Hi all, I setup a new Asus router (DSL-AC88U) and have configured all my LAN, WiFi, internet settings, etc. I wanted to setup an OpenVPN server on it also. I configured it and exported a config file for my android phone. It connects and I can browse local clients, but there are two issues.

• I get this error when I go to connect in the OpenVPN app on the phone. It works when I hit Continue but happens every time. Any way to fix or suppress this?
• The Internet doesn't work on my phone. It doesn't work on mobile data and it doesn't work via the VPN. These are my settings. I wonder if it's a DNS issue rather than a Net connection? My DNS server at home is a PiHole with an internal 192.168.X.X IP. Could that be it?

Ideally, I'd like to have three clients, one of which I do NOT want to use the Internet, and two of which I do. Is this possible? I used to run an OpenVPN server on a Raspberry Pi (same as the PiHole) and it worked well, but I'd like to run it directly on the router if I can. So what would the settings be to have the client work using the vpn for internet, and for not using the vpn for internet, because right now, the web doesn't work at all? (I have tried WhatsApp as an example, and that works just fine.)

A final question, is there a recommended cipher or other settings to get a better and/or more secure connection? Many thanks all for your kind attention and in advance for any tips or advice.

 

[KingsGambit]

I was able to solve the first issue above by choosing No on "Username/Password auth. only". But the internet still doesn't work properly.
I've tried settin "Advertise DNS to clients" to No, and then the web works and IP lookup is the IP address of the router. What is the effect of this?
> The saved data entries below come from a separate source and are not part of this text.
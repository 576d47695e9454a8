// src/orchestrator/start.rs

use chrono::Utc;
use tracing::{debug, info, warn};

use crate::agent::AgentAddress;
use crate::config::Feature;
use crate::deployment::DeploymentName;
use crate::errors::{Result, SupervisorError};
use crate::mask::{mask_sensitive, Params};
use crate::operation::{Operation, OperationState};
use crate::retry::{retry, Signal};
use crate::scheduler::JobSpec;
use crate::store::{ResourceKey, StatusPatch, StoreError};
use crate::types::OperationKind;
use crate::version::Version;

use super::options::{ScheduleOptions, StartOptions, StartOutcome};
use super::{budget_failure, classify, Orchestrator};

impl Orchestrator {
    /// Start a new operation on its agent and persist it as `in_progress`.
    ///
    /// Everything that can be checked locally (deployment name, plan, feature
    /// flags, conflicting operations) is checked before the agent is touched.
    /// If the agent cannot be reached within the start retry budget nothing
    /// is persisted.
    pub async fn start(&self, opts: StartOptions) -> Result<StartOutcome> {
        let deployment = self.config.deployment.parse(&opts.deployment)?;

        let plan = self.catalog.get_plan(&opts.plan_id)?;
        if !plan.supports(opts.kind) {
            return Err(SupervisorError::Validation(format!(
                "plan '{}' does not support {}",
                plan.name, opts.kind
            )));
        }

        if let Some(schedule) = &opts.schedule {
            self.check_schedule_request(opts.kind, schedule)?;
        }

        let key = ResourceKey::new(opts.kind, &opts.instance_id);
        self.ensure_no_conflict(&key, &opts.operation_id).await?;

        info!(
            operation_id = %opts.operation_id,
            deployment = %deployment,
            kind = %opts.kind,
            params = ?mask_sensitive(&opts.params),
            "starting operation"
        );

        let mut operation = Operation::new(
            &opts.operation_id,
            opts.kind,
            deployment.clone(),
            &opts.instance_id,
            &opts.service_id,
            &opts.plan_id,
            Utc::now(),
        );

        let address = self
            .start_on_agent(&deployment, opts.kind, &opts.params)
            .await?;
        operation.agent_address = Some(address);
        operation.transition(OperationState::InProgress, Utc::now());

        let record = {
            let _guard = self.locks.lock(&key).await;
            self.store
                .patch(&key, StatusPatch::from_record(&operation.to_record()))
                .await?
        };

        info!(
            operation_id = %record.id,
            deployment = %record.deployment,
            agent = ?record.agent_address,
            "operation in progress"
        );

        let scheduled = match opts.schedule {
            Some(schedule) => {
                self.register_schedule(&operation, &opts.params, schedule)
                    .await
            }
            None => false,
        };

        Ok(StartOutcome { record, scheduled })
    }

    fn check_schedule_request(&self, kind: OperationKind, schedule: &ScheduleOptions) -> Result<()> {
        if !self.config.features.is_enabled(Feature::ScheduledBackup) {
            return Err(SupervisorError::Validation(format!(
                "scheduling requested but feature '{}' is disabled",
                Feature::ScheduledBackup
            )));
        }
        if kind != OperationKind::Backup {
            return Err(SupervisorError::Validation(format!(
                "only backups can be scheduled (got {kind})"
            )));
        }
        if schedule.repeat_interval.trim().is_empty() {
            return Err(SupervisorError::Validation(
                "schedule.repeat_interval must not be empty".to_string(),
            ));
        }
        Ok(())
    }

    /// Reject reusing an id or starting while another operation is running.
    async fn ensure_no_conflict(&self, key: &ResourceKey, operation_id: &str) -> Result<()> {
        let existing = match self.store.get(key).await {
            Ok(record) => record,
            Err(StoreError::NotFound(_)) => return Ok(()),
            Err(e) => return Err(e.into()),
        };

        if existing.id == operation_id {
            return Err(SupervisorError::Validation(format!(
                "operation id '{operation_id}' already used for {key}"
            )));
        }
        if !existing.state.is_terminal() {
            return Err(SupervisorError::Validation(format!(
                "operation '{}' for {key} is still {}",
                existing.id, existing.state
            )));
        }
        Ok(())
    }

    /// Resolve the agent and issue the start call within the start retry budget.
    async fn start_on_agent(
        &self,
        deployment: &DeploymentName,
        kind: OperationKind,
        params: &Params,
    ) -> Result<AgentAddress> {
        let name = deployment.as_str();

        let attempt = || async move {
            let address = match self.agent.resolve_address(deployment).await {
                Ok(address) => address,
                Err(e) => return classify(name, e),
            };

            if let Some(min) = self.config.min_agent_version {
                match self.agent.version(&address).await {
                    Ok(raw) => {
                        if let Err(e) = ensure_min_version(&raw, min) {
                            return Signal::Fail(e);
                        }
                    }
                    Err(e) => return classify(name, e),
                }
            }

            match self.agent.start(&address, kind, params).await {
                Ok(()) => Signal::Succeed(address),
                Err(e) => classify(name, e),
            }
        };

        retry(&self.config.start_retry, attempt)
            .await
            .map_err(|e| budget_failure(name, "agent start", e))
    }

    /// Fire-and-forget registration of the next run.
    async fn register_schedule(
        &self,
        operation: &Operation,
        params: &Params,
        schedule: ScheduleOptions,
    ) -> bool {
        let job = JobSpec {
            name: format!("{}_{}", operation.kind, operation.instance_id),
            kind: operation.kind,
            instance_id: operation.instance_id.clone(),
            deployment: operation.deployment.to_string(),
            repeat_interval: schedule.repeat_interval,
            params: mask_sensitive(params),
        };
        let job_name = job.name.clone();

        match self.scheduler.schedule(job).await {
            Ok(()) => {
                debug!(job = %job_name, "registered recurring job");
                true
            }
            Err(e) => {
                warn!(
                    job = %job_name,
                    operation_id = %operation.id,
                    error = %e,
                    "failed to register recurring job; operation continues"
                );
                false
            }
        }
    }
}

fn ensure_min_version(raw: &str, min: Version) -> Result<()> {
    let reported: Version = raw.parse()?;
    if reported < min {
        return Err(SupervisorError::Validation(format!(
            "agent version {reported} is older than required {min}"
        )));
    }
    Ok(())
}
// src/supervisor.rs

//! Background watch loops over running operations.
//!
//! Each watched operation gets its own Tokio task that repeats
//! [`Orchestrator::get_operation_state`] until the operation is terminal,
//! pausing one poll interval between rounds.
//! There is at most one loop per operation id: watching an id again cancels
//! the previous loop before the new one starts.

use std::collections::HashMap;

use tokio::sync::{mpsc, oneshot};
use tokio::time::sleep;
use tracing::{debug, info, warn};

use crate::errors::{Result, SupervisorError};
use crate::orchestrator::{Orchestrator, PollOptions, PollOutcome};
use crate::types::OperationKind;

/// Emitted once per watch loop that ran to completion.
#[derive(Debug, Clone, PartialEq)]
pub enum SupervisorEvent {
    Finished {
        operation_id: String,
        outcome: PollOutcome,
    },
    Failed {
        operation_id: String,
        error: String,
    },
}

impl SupervisorEvent {
    pub fn operation_id(&self) -> &str {
        match self {
            SupervisorEvent::Finished { operation_id, .. }
            | SupervisorEvent::Failed { operation_id, .. } => operation_id,
        }
    }
}

/// Handle for a running watch loop.
struct ActiveWatch {
    cancel: Option<oneshot::Sender<()>>,
    handle: tokio::task::JoinHandle<()>,
}

pub struct Supervisor {
    orchestrator: Orchestrator,
    events: mpsc::Sender<SupervisorEvent>,
    active: HashMap<String, ActiveWatch>,
}

impl std::fmt::Debug for Supervisor {
    fn fmt(&self, f: &mut std::fmt::Formatter<'_>) -> std::fmt::Result {
        f.debug_struct("Supervisor")
            .field("orchestrator", &self.orchestrator)
            .field("active", &self.active.keys().collect::<Vec<_>>())
            .finish_non_exhaustive()
    }
}

impl Supervisor {
    /// Create a supervisor and the receiving end of its event channel.
    pub fn new(
        orchestrator: Orchestrator,
        capacity: usize,
    ) -> (Self, mpsc::Receiver<SupervisorEvent>) {
        let (events, rx) = mpsc::channel(capacity.max(1));
        let supervisor = Self {
            orchestrator,
            events,
            active: HashMap::new(),
        };
        (supervisor, rx)
    }

    /// Start watching an operation. `opts.operation_id` is required.
    pub fn watch(&mut self, kind: OperationKind, opts: PollOptions) -> Result<()> {
        let operation_id = opts.operation_id.clone().ok_or_else(|| {
            SupervisorError::Validation("watching requires an operation id".to_string())
        })?;

        self.active.retain(|_, watch| !watch.handle.is_finished());

        if let Some(mut existing) = self.active.remove(&operation_id) {
            info!(operation_id = %operation_id, "replacing existing watch loop");
            cancel_watch(&operation_id, &mut existing);
        }

        let (cancel_tx, cancel_rx) = oneshot::channel::<()>();
        let orchestrator = self.orchestrator.clone();
        let events = self.events.clone();
        let id = operation_id.clone();

        let handle = tokio::spawn(async move {
            watch_loop(orchestrator, kind, opts, id, events, cancel_rx).await;
        });

        self.active.insert(
            operation_id,
            ActiveWatch {
                cancel: Some(cancel_tx),
                handle,
            },
        );
        Ok(())
    }

    /// Stop the loop for `operation_id`. Returns false if none was running.
    pub fn cancel(&mut self, operation_id: &str) -> bool {
        match self.active.remove(operation_id) {
            Some(mut watch) if !watch.handle.is_finished() => {
                cancel_watch(operation_id, &mut watch);
                true
            }
            _ => false,
        }
    }

    /// Number of loops still running.
    pub fn active_count(&self) -> usize {
        self.active
            .values()
            .filter(|watch| !watch.handle.is_finished())
            .count()
    }

    /// Cancel every loop and wait for them to exit.
    pub async fn shutdown(mut self) {
        for (id, mut watch) in self.active.drain() {
            cancel_watch(&id, &mut watch);
            if let Err(e) = watch.handle.await {
                warn!(operation_id = %id, error = %e, "watch loop panicked");
            }
        }
        info!("supervisor stopped");
    }
}

fn cancel_watch(operation_id: &str, watch: &mut ActiveWatch) {
    if let Some(cancel) = watch.cancel.take() {
        if cancel.send(()).is_err() {
            debug!(operation_id = %operation_id, "watch loop already finished while cancelling");
        }
    }
}

async fn watch_loop(
    orchestrator: Orchestrator,
    kind: OperationKind,
    opts: PollOptions,
    operation_id: String,
    events: mpsc::Sender<SupervisorEvent>,
    mut cancel_rx: oneshot::Receiver<()>,
) {
    debug!(operation_id = %operation_id, kind = %kind, "watch loop started");
    let mut rounds: u32 = 0;

    let event = loop {
        rounds += 1;
        let polled = tokio::select! {
            biased;
            _ = &mut cancel_rx => {
                info!(operation_id = %operation_id, rounds, "watch loop cancelled");
                return;
            }
            polled = orchestrator.get_operation_state(kind, opts.clone()) => polled,
        };

        match polled {
            Ok(PollOutcome::InProgress { stage, .. }) => {
                let pause = orchestrator.config().poll.next_interval(rounds);
                debug!(
                    operation_id = %operation_id,
                    rounds,
                    stage = ?stage,
                    pause_ms = pause.as_millis() as u64,
                    "still running; polling again"
                );
                tokio::select! {
                    biased;
                    _ = &mut cancel_rx => {
                        info!(operation_id = %operation_id, rounds, "watch loop cancelled");
                        return;
                    }
                    _ = sleep(pause) => {}
                }
            }
            Ok(outcome) => {
                info!(
                    operation_id = %operation_id,
                    state = %outcome.state(),
                    rounds,
                    "watched operation finished"
                );
                break SupervisorEvent::Finished {
                    operation_id: operation_id.clone(),
                    outcome,
                };
            }
            Err(e) => {
                warn!(operation_id = %operation_id, error = %e, "watch loop failed");
                break SupervisorEvent::Failed {
                    operation_id: operation_id.clone(),
                    error: e.to_string(),
                };
            }
        }
    };

    if events.send(event).await.is_err() {
        debug!(operation_id = %operation_id, "event receiver dropped");
    }
}
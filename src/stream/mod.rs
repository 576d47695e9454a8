// src/stream/mod.rs

//! Framed-stream demultiplexing.
//!
//! A single byte stream carries stdout and stderr interleaved as frames:
//! an 8-byte header (channel tag at offset 0, big-endian payload length at
//! offset 4) followed by the payload.
//!
//! - [`frame`] decodes headers and maps channel tags.
//! - [`tail`] keeps the most recent N entries per channel in bounded memory
//!   and formats the truncation banner.
//! - [`demux`] reads any `AsyncRead` and splits it into two channel logs.

pub mod demux;
pub mod frame;
pub mod tail;

pub use demux::{demux, DemuxOutput, Demultiplexer};
pub use frame::{Channel, FrameHeader, HEADER_LEN};
pub use tail::{truncation_banner, ChannelLog, TailBuffer, BANNER_WIDTH};
#![allow(dead_code)]

pub use backup_supervisor_test_utils::builders::{
    policy, ConfigBuilder, Harness, StartOptionsBuilder, DEPLOYMENT, INSTANCE_ID,
    NO_BACKUP_PLAN_ID, PLAN_ID,
};
pub use backup_supervisor_test_utils::fake_agent::{status, FakeAgent};
pub use backup_supervisor_test_utils::{init_tracing, with_timeout, RecordingScheduler};

use backup_supervisor::stream::{Channel, FrameHeader};

/// Encode one frame: 8-byte header followed by `payload`.
pub fn frame(channel: Channel, payload: &str) -> Vec<u8> {
    let mut out = FrameHeader::encode(channel, payload.len() as u32).to_vec();
    out.extend_from_slice(payload.as_bytes());
    out
}

/// Concatenate frames into one stream.
pub fn stream(frames: &[(Channel, &str)]) -> Vec<u8> {
    frames
        .iter()
        .flat_map(|(channel, payload)| frame(*channel, payload))
        .collect()
}
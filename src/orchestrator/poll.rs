// src/orchestrator/poll.rs

use std::sync::{Mutex, PoisonError};

use chrono::Utc;
use tracing::{debug, info};

use crate::agent::{AgentAddress, AgentOperationStatus, LogLine};
use crate::config::Feature;
use crate::errors::{Result, SupervisorError};
use crate::operation::{can_transition, OperationRecord};
use crate::retry::{retry, RetryError, Signal};
use crate::store::{ResourceKey, StatusPatch};
use crate::types::OperationKind;

use super::options::{PollOptions, PollOutcome};
use super::report::{capture_logs, describe_running, describe_terminal};
use super::{agent_failure, budget_failure, classify, Orchestrator};

impl Orchestrator {
    /// Poll the agent until the operation is terminal or the timeout elapses.
    ///
    /// A timeout while the agent still reports work is not an error: the
    /// result is [`PollOutcome::InProgress`] and the operation stays
    /// `in_progress` for later polls. An already-terminal stored record is
    /// returned without contacting the agent.
    pub async fn get_operation_state(
        &self,
        kind: OperationKind,
        opts: PollOptions,
    ) -> Result<PollOutcome> {
        let key = ResourceKey::new(kind, &opts.instance_id);
        let record = self
            .load_record(&key, &opts.deployment, &opts.instance_id)
            .await?;

        if let Some(id) = &opts.operation_id {
            if id != &record.id {
                return Err(SupervisorError::OperationNotFound {
                    deployment: opts.deployment.clone(),
                    instance_id: opts.instance_id.clone(),
                });
            }
        }

        if record.state.is_terminal() {
            debug!(operation_id = %record.id, state = %record.state, "stored record already terminal");
            return Ok(PollOutcome::from_record(record));
        }

        let address = self
            .address_for(&record, opts.agent_address.as_deref())
            .await?;

        let mut policy = self.config.poll.clone();
        if let Some(timeout) = opts.timeout {
            policy = policy.with_max_duration(timeout);
        }

        // Latest running status seen by any attempt, so a transient error on
        // the final attempt still reports the job as in progress.
        let latest_running: Mutex<Option<AgentOperationStatus>> = Mutex::new(None);
        let seen = &latest_running;
        let address_ref = &address;
        let polled = retry(&policy, || async move {
            match self.agent.last_operation(address_ref, kind).await {
                Ok(status) if status.state.is_terminal() => Signal::Succeed(status),
                Ok(status) => {
                    debug!(state = %status.state, stage = ?status.stage, "agent still working");
                    *seen.lock().unwrap_or_else(PoisonError::into_inner) = Some(status);
                    Signal::Retry(None)
                }
                Err(e) if e.is_transient() => Signal::Retry(Some(e)),
                Err(e) => Signal::Fail(e),
            }
        })
        .await;
        let latest_running = latest_running
            .into_inner()
            .unwrap_or_else(PoisonError::into_inner);

        match polled {
            Ok(status) => self.finish(&key, record, &address, status).await,
            Err(RetryError::Exhausted {
                attempts,
                elapsed,
                last_error,
            }) => match latest_running {
                Some(status) => self.still_running(&key, record, status).await,
                None => Err(SupervisorError::RetryExhausted {
                    attempts,
                    elapsed,
                    last_error: last_error.map(|e| {
                        format!("operation '{}' on {}: {e}", record.id, record.deployment)
                    }),
                }),
            },
            Err(RetryError::Failed(e)) => Err(agent_failure(&record.deployment, e)),
        }
    }

    /// Capture logs and persist the terminal record exactly once.
    async fn finish(
        &self,
        key: &ResourceKey,
        record: OperationRecord,
        address: &AgentAddress,
        status: AgentOperationStatus,
    ) -> Result<PollOutcome> {
        let finished_at = status.updated_at.unwrap_or_else(Utc::now);
        let description =
            describe_terminal(record.kind, &record.deployment, status.state, finished_at);

        let mut patch = StatusPatch::new(&record.id)
            .state(status.state)
            .stage(status.stage.clone())
            .description(&description)
            .finished_at(finished_at);

        if self.config.features.is_enabled(Feature::LogCapture) {
            let lines = self.fetch_logs(&record, address).await?;
            let captured = capture_logs(lines, self.config.log_tail);
            debug!(
                operation_id = %record.id,
                stdout_truncated = captured.truncated.stdout,
                stderr_truncated = captured.truncated.stderr,
                "captured agent logs"
            );
            patch = patch.captured_logs(captured);
        }

        let written = self
            .guarded_write(key, &record.id, status.state, patch)
            .await?;
        if written.applied() {
            info!(operation_id = %record.id, state = %status.state, "{description}");
        }

        Ok(PollOutcome::from_record(written.into_record()))
    }

    /// Persist the latest stage after a poll timeout.
    async fn still_running(
        &self,
        key: &ResourceKey,
        record: OperationRecord,
        status: AgentOperationStatus,
    ) -> Result<PollOutcome> {
        let target = if can_transition(record.state, status.state) {
            status.state
        } else {
            record.state
        };

        let unchanged = target == record.state
            && (status.stage.is_none() || status.stage == record.stage);
        let stored = if unchanged {
            record
        } else {
            let patch = StatusPatch::new(&record.id)
                .state(target)
                .stage(status.stage.clone());
            self.guarded_write(key, &record.id, target, patch)
                .await?
                .into_record()
        };

        if stored.state.is_terminal() {
            // Another writer finished the operation while we were polling.
            return Ok(PollOutcome::from_record(stored));
        }

        let stage = status.stage.or(stored.stage.clone());
        let description = describe_running(stored.kind, &stored.deployment, stage.as_deref());
        debug!(operation_id = %stored.id, "{description}");

        Ok(PollOutcome::InProgress {
            stage,
            description,
            record: stored,
        })
    }

    /// Fetch the agent's log lines within the start retry budget.
    async fn fetch_logs(
        &self,
        record: &OperationRecord,
        address: &AgentAddress,
    ) -> Result<Vec<LogLine>> {
        let deployment = record.deployment.as_str();
        let kind = record.kind;

        retry(&self.config.start_retry, || async move {
            match self.agent.logs(address, kind).await {
                Ok(lines) => Signal::Succeed(lines),
                Err(e) => classify(deployment, e),
            }
        })
        .await
        .map_err(|e| budget_failure(deployment, "log fetch", e))
    }
}
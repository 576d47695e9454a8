// src/config/model.rs

use std::collections::{BTreeMap, HashMap};
use std::fmt;
use std::str::FromStr;

use serde::Deserialize;

use crate::deployment::DeploymentGrammar;
use crate::errors::{Result, SupervisorError};
use crate::retry::BackoffPolicy;
use crate::types::BackoffStrategyKind;
use crate::version::Version;

/// Top-level configuration as read from a TOML file.
///
/// ```toml
/// [deployment]
/// prefix = "service-fabrik"
/// network_segment_length = 4
///
/// [agent]
/// min_version = "1.0.0"
/// start_retry = { strategy = "constant", interval = "1s", max_attempts = 3 }
///
/// [poll]
/// strategy = "exponential"
/// interval = "1s"
/// max_interval = "30s"
/// timeout = "5m"
///
/// [logs]
/// tail = 1000
///
/// [features]
/// scheduled_backup = true
/// ```
///
/// All sections are optional and have reasonable defaults. Unknown keys are
/// rejected.
#[derive(Debug, Clone, Deserialize)]
#[serde(deny_unknown_fields)]
pub struct RawConfigFile {
    #[serde(default)]
    pub deployment: DeploymentSection,

    #[serde(default)]
    pub agent: AgentSection,

    #[serde(default = "default_poll_policy")]
    pub poll: PolicySection,

    #[serde(default)]
    pub logs: LogsSection,

    /// Feature flags by name; see [`Feature`].
    #[serde(default)]
    pub features: BTreeMap<String, bool>,
}

impl Default for RawConfigFile {
    fn default() -> Self {
        Self {
            deployment: DeploymentSection::default(),
            agent: AgentSection::default(),
            poll: default_poll_policy(),
            logs: LogsSection::default(),
            features: BTreeMap::new(),
        }
    }
}

/// `[deployment]` section: the deployment name grammar constants.
#[derive(Debug, Clone, Deserialize)]
#[serde(deny_unknown_fields)]
pub struct DeploymentSection {
    #[serde(default = "default_prefix")]
    pub prefix: String,

    #[serde(default = "default_network_segment_length")]
    pub network_segment_length: usize,
}

fn default_prefix() -> String {
    "service-fabrik".to_string()
}

fn default_network_segment_length() -> usize {
    4
}

impl Default for DeploymentSection {
    fn default() -> Self {
        Self {
            prefix: default_prefix(),
            network_segment_length: default_network_segment_length(),
        }
    }
}

/// `[agent]` section.
#[derive(Debug, Clone, Deserialize)]
#[serde(deny_unknown_fields)]
pub struct AgentSection {
    /// Immediate-retry budget for address resolution and the start call.
    #[serde(default = "default_start_retry")]
    pub start_retry: PolicySection,

    /// Oldest agent version `start` will talk to.
    #[serde(default)]
    pub min_version: Option<String>,
}

impl Default for AgentSection {
    fn default() -> Self {
        Self {
            start_retry: default_start_retry(),
            min_version: None,
        }
    }
}

/// A backoff policy as written in TOML.
#[derive(Debug, Clone, Deserialize)]
#[serde(deny_unknown_fields)]
pub struct PolicySection {
    #[serde(default)]
    pub strategy: BackoffStrategyKind,

    /// Constant interval, or the first interval of an exponential policy.
    pub interval: String,

    /// Cap for exponential intervals; defaults to 30s.
    #[serde(default)]
    pub max_interval: Option<String>,

    /// Growth factor for exponential intervals; defaults to 2.
    #[serde(default)]
    pub factor: Option<u32>,

    #[serde(default)]
    pub max_attempts: Option<u32>,

    /// Maximum elapsed time across all attempts.
    #[serde(default)]
    pub timeout: Option<String>,

    /// Jitter fraction in `0.0..=1.0`.
    #[serde(default)]
    pub jitter: Option<f64>,
}

fn default_start_retry() -> PolicySection {
    PolicySection {
        strategy: BackoffStrategyKind::Constant,
        interval: "1s".to_string(),
        max_interval: None,
        factor: None,
        max_attempts: Some(3),
        timeout: None,
        jitter: None,
    }
}

fn default_poll_policy() -> PolicySection {
    PolicySection {
        strategy: BackoffStrategyKind::Exponential,
        interval: "1s".to_string(),
        max_interval: Some("30s".to_string()),
        factor: None,
        max_attempts: None,
        timeout: Some("5m".to_string()),
        jitter: None,
    }
}

/// `[logs]` section.
#[derive(Debug, Clone, Default, Deserialize)]
#[serde(deny_unknown_fields)]
pub struct LogsSection {
    /// Lines kept per channel; unbounded when absent.
    #[serde(default)]
    pub tail: Option<usize>,
}

/// Known feature flags.
#[derive(Debug, Clone, Copy, PartialEq, Eq, Hash)]
pub enum Feature {
    /// Register recurring backups with the scheduler on `start`.
    ScheduledBackup,
    /// Fetch and persist agent logs when an operation finishes.
    LogCapture,
}

impl Feature {
    pub const ALL: [Feature; 2] = [Feature::ScheduledBackup, Feature::LogCapture];

    pub fn as_str(&self) -> &'static str {
        match self {
            Feature::ScheduledBackup => "scheduled_backup",
            Feature::LogCapture => "log_capture",
        }
    }

    fn default_enabled(&self) -> bool {
        match self {
            Feature::ScheduledBackup => false,
            Feature::LogCapture => true,
        }
    }
}

impl fmt::Display for Feature {
    fn fmt(&self, f: &mut fmt::Formatter<'_>) -> fmt::Result {
        f.write_str(self.as_str())
    }
}

impl FromStr for Feature {
    type Err = SupervisorError;

    fn from_str(s: &str) -> Result<Self> {
        Feature::ALL
            .into_iter()
            .find(|f| f.as_str() == s)
            .ok_or_else(|| SupervisorError::Validation(format!("undefined feature '{s}'")))
    }
}

/// Resolved feature flags.
#[derive(Debug, Clone, PartialEq, Eq)]
pub struct Features {
    enabled: HashMap<Feature, bool>,
}

impl Features {
    pub fn set(mut self, feature: Feature, enabled: bool) -> Self {
        self.enabled.insert(feature, enabled);
        self
    }

    pub fn is_enabled(&self, feature: Feature) -> bool {
        self.enabled
            .get(&feature)
            .copied()
            .unwrap_or_else(|| feature.default_enabled())
    }

    /// Look up a flag by its config name; undefined names are an error.
    pub fn is_enabled_by_name(&self, name: &str) -> Result<bool> {
        let feature: Feature = name.parse()?;
        Ok(self.is_enabled(feature))
    }
}

impl Default for Features {
    fn default() -> Self {
        Self {
            enabled: Feature::ALL
                .into_iter()
                .map(|f| (f, f.default_enabled()))
                .collect(),
        }
    }
}

/// Validated configuration.
///
/// Can only be built through `TryFrom<RawConfigFile>` (see `validate.rs`) or
/// [`ConfigFile::new_unchecked`].
#[derive(Debug, Clone)]
pub struct ConfigFile {
    pub deployment: DeploymentGrammar,
    pub start_retry: BackoffPolicy,
    pub poll: BackoffPolicy,
    pub min_agent_version: Option<Version>,
    pub log_tail: Option<usize>,
    pub features: Features,
}

impl ConfigFile {
    pub fn new_unchecked(
        deployment: DeploymentGrammar,
        start_retry: BackoffPolicy,
        poll: BackoffPolicy,
        min_agent_version: Option<Version>,
        log_tail: Option<usize>,
        features: Features,
    ) -> Self {
        Self {
            deployment,
            start_retry,
            poll,
            min_agent_version,
            log_tail,
            features,
        }
    }
}
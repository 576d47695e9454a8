// src/operation/record.rs

use chrono::{DateTime, Utc};
use serde::{Deserialize, Serialize};

use super::state::OperationState;
use crate::stream::ChannelLog;
use crate::types::OperationKind;

/// Externalised status record of an operation.
#[derive(Debug, Clone, PartialEq, Serialize, Deserialize)]
#[serde(rename_all = "camelCase")]
pub struct OperationRecord {
    pub id: String,
    pub kind: OperationKind,
    pub deployment: String,
    pub instance_id: String,
    pub state: OperationState,
    #[serde(default)]
    pub stage: Option<String>,
    #[serde(default)]
    pub description: Option<String>,
    #[serde(default)]
    pub agent_address: Option<String>,
    pub started_at: DateTime<Utc>,
    #[serde(default)]
    pub finished_at: Option<DateTime<Utc>>,
    #[serde(default)]
    pub logs: LogStreams,
    #[serde(default)]
    pub truncated: Truncation,
}

#[derive(Debug, Clone, Default, PartialEq, Eq, Serialize, Deserialize)]
pub struct LogStreams {
    pub stdout: Vec<String>,
    pub stderr: Vec<String>,
}

#[derive(Debug, Clone, Copy, Default, PartialEq, Eq, Serialize, Deserialize)]
pub struct Truncation {
    pub stdout: bool,
    pub stderr: bool,
}

/// Tail-limited logs ready to be persisted.
#[derive(Debug, Clone, Default, PartialEq, Eq)]
pub struct CapturedLogs {
    pub logs: LogStreams,
    pub truncated: Truncation,
}

impl CapturedLogs {
    pub fn from_channels(stdout: ChannelLog, stderr: ChannelLog) -> Self {
        let truncated = Truncation {
            stdout: stdout.truncated(),
            stderr: stderr.truncated(),
        };
        Self {
            logs: LogStreams {
                stdout: stdout.into_lines(),
                stderr: stderr.into_lines(),
            },
            truncated,
        }
    }
}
What I'd like is for the phone to use the VPN for both internet and access to network, I'd like to connect another Asus router to it as a client, essentially linking two locations. I don't want that router to get internet from this first one, just access to LAN, and vice versa.

 

[KingsGambit]

The best I seem able to manage is access to the LAN only, with Internet working as normal with WiFi/mobile data on the android phone. As soon as I put Advertise DNS to Client on, my phone won't view any web pages. WhatsApp however does work, as does browsing clients on the home network. Is there any way to get the Internet to work thru the router?